Deep-Inelastic Inclusive ep Scattering at Low x and a Determination of alpha_s

TL;DR

This paper presents precise measurements of the proton structure functions in deep-inelastic scattering at low x, and uses these data to determine the strong coupling constant alpha_s with high accuracy.

Contribution

It provides new high-precision measurements of F_2 and F_L at low x, and performs a combined QCD analysis to extract alpha_s and the gluon distribution.

Findings

Measured F_2 and F_L with 1-3% uncertainties

Determined alpha_s(M_Z^2)=0.1150 with combined experimental and theoretical errors

Constrained the gluon distribution in the proton at low x

Abstract

A precise measurement of the inclusive deep-inelastic e^+p scattering cross section is reported in the kinematic range 1.5<= Q^2 <=150 GeV^2 and 3*10^(-5)<= x <=0.2. The data were recorded with the H1 detector at HERA in 1996 and 1997, and correspond to an integrated luminosity of 20 pb^(-1). The double differential cross section, from which the proton structure function F_2(x,Q^2) and the longitudinal structure function F_L(x,Q^2) are extracted, is measured with typically 1% statistical and 3% systematic uncertainties.

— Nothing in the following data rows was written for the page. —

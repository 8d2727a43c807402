use std::path::PathBuf;
use std::rc::Rc;

use anyhow::Context;
use clap::{Parser, ValueEnum};
use tracing_subscriber::{layer::SubscriberExt, util::SubscriberInitExt};

use usb_moded::config::{DaemonConfig, DEFAULT_CONFIG_PATH};
use usb_moded::event_loop::MainLoop;
use usb_moded::modes::{ConfigDirectoryScanner, ModeCatalog, ModeCatalogStore};
use usb_moded::signal::{init_signal_relay, Signal};

/// Log level for the application
#[derive(Debug, Clone, Copy, Default, ValueEnum)]
enum LogLevel {
    Error,
    Warn,
    #[default]
    Info,
    Verbose,
    Debug,
    Trace,
}

/// usb-moded command line arguments
#[derive(Parser, Debug)]
#[command(name = "usb-moded")]
#[command(version, about = "USB gadget mode daemon", long_about = None)]
struct CliArgs {
    /// Configuration file (default: /etc/usb-moded/usb-moded.toml)
    #[arg(short = 'c', long, value_name = "FILE")]
    config: Option<PathBuf>,

    /// Normal mode directory (overrides config)
    #[arg(long, value_name = "DIR")]
    mode_dir: Option<PathBuf>,

    /// Diagnostic mode directory (overrides config)
    #[arg(long, value_name = "DIR")]
    diag_dir: Option<PathBuf>,

    /// Load diagnostic modes instead of normal ones
    #[arg(short = 'd', long)]
    diag: bool,

    /// Log level (error, warn, info, verbose, debug, trace; overrides config)
    #[arg(short = 'l', long, value_name = "LEVEL")]
    log_level: Option<LogLevel>,

    /// Increase verbosity (-v for verbose, -vv for debug, -vvv for trace)
    #[arg(short = 'v', long, action = clap::ArgAction::Count)]
    verbose: u8,
}

fn main() -> anyhow::Result<()> {
    let args = CliArgs::parse();

    let config_path = args
        .config
        .clone()
        .unwrap_or_else(|| PathBuf::from(DEFAULT_CONFIG_PATH));
    let mut config = DaemonConfig::load(&config_path)?;

    let level = args
        .log_level
        .or_else(|| LogLevel::from_str(&config.logging.level, true).ok())
        .unwrap_or_default();
    init_logging(level, args.verbose);

    tracing::info!("Starting usb-moded v{}", env!("CARGO_PKG_VERSION"));
    tracing::info!("Configuration file: {}", config_path.display());

    // Apply CLI argument overrides to config (only if explicitly specified)
    if let Some(dir) = args.mode_dir {
        config.modes.dir = dir;
    }
    if let Some(dir) = args.diag_dir {
        config.modes.diag_dir = dir;
    }
    if args.diag {
        config.modes.diagnostic = true;
    }

    let diagnostic = config.modes.diagnostic;
    let scanner = ConfigDirectoryScanner::new(config.modes.dirs(), config.features.parse_options());
    tracing::info!(
        "Loading {} modes from {}",
        if diagnostic { "diagnostic" } else { "normal" },
        scanner.dirs().select(diagnostic).display()
    );

    let store = Rc::new(ModeCatalogStore::load(scanner, diagnostic));
    log_catalog(&store.current());

    let mut main_loop = MainLoop::new();
    let quit = main_loop.quit_handle();
    let reload_store = store.clone();

    init_signal_relay(&mut main_loop, move |signal| match signal {
        Signal::SIGHUP => {
            tracing::info!("Reloading mode configuration");
            let catalog = reload_store.reload(diagnostic);
            log_catalog(&catalog);
        }
        _ => {
            tracing::info!("Shutdown signal received ({})", signal.as_str());
            quit.quit();
        }
    })
    .context("Failed to set up signal handling")?;

    main_loop.run()?;

    store.release();
    tracing::info!("usb-moded shutdown complete");
    Ok(())
}

fn log_catalog(catalog: &ModeCatalog) {
    if catalog.is_empty() {
        tracing::warn!("No usable modes found");
        return;
    }
    for mode in catalog {
        tracing::info!(
            mode = mode.name(),
            module = mode.module(),
            source = %mode.source().display(),
            "Available mode"
        );
    }
}

/// Initialize logging with tracing
fn init_logging(level: LogLevel, verbose_count: u8) {
    // Verbose count overrides log level
    let effective_level = match verbose_count {
        0 => level,
        1 => LogLevel::Verbose,
        2 => LogLevel::Debug,
        _ => LogLevel::Trace,
    };

    let filter = match effective_level {
        LogLevel::Error => "usb_moded=error",
        LogLevel::Warn => "usb_moded=warn",
        LogLevel::Info => "usb_moded=info",
        LogLevel::Verbose => "usb_moded=debug",
        LogLevel::Debug => "usb_moded=debug",
        LogLevel::Trace => "usb_moded=trace",
    };

    // Environment variable takes highest priority
    let env_filter =
        tracing_subscriber::EnvFilter::try_from_default_env().unwrap_or_else(|_| filter.into());

    if let Err(err) = tracing_subscriber::registry()
        .with(env_filter)
        .with(tracing_subscriber::fmt::layer())
        .try_init()
    {
        eprintln!("failed to initialize tracing: {}", err);
    }
}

The measured partial derivative (dF_2(x,Q^2)/dln Q^2)_x is observed to rise continuously towards small x for fixed Q^2. The cross section data are combined with published H1 measurements at high Q^2 for a next-to-leading order DGLAP QCD analysis.The H1 data determine the gluon momentum distribution in the range 3*10^(-4)<= x <=0.1 to within an experimental accuracy of about 3% for Q^2 =20 GeV^2. A fit of the H1 measurements and the mu p data of the BCDMS collaboration allows the strong coupling constant alpha_s and the gluon distribution to be simultaneously determined. A value of alpha _s(M_Z^2)=0.1150+-0.0017 (exp) +0.0009-0.0005 (model) is obtained in NLO, with an additional theoretical uncertainty of about +-0.005, mainly due to the uncertainty of the renormalisation scale.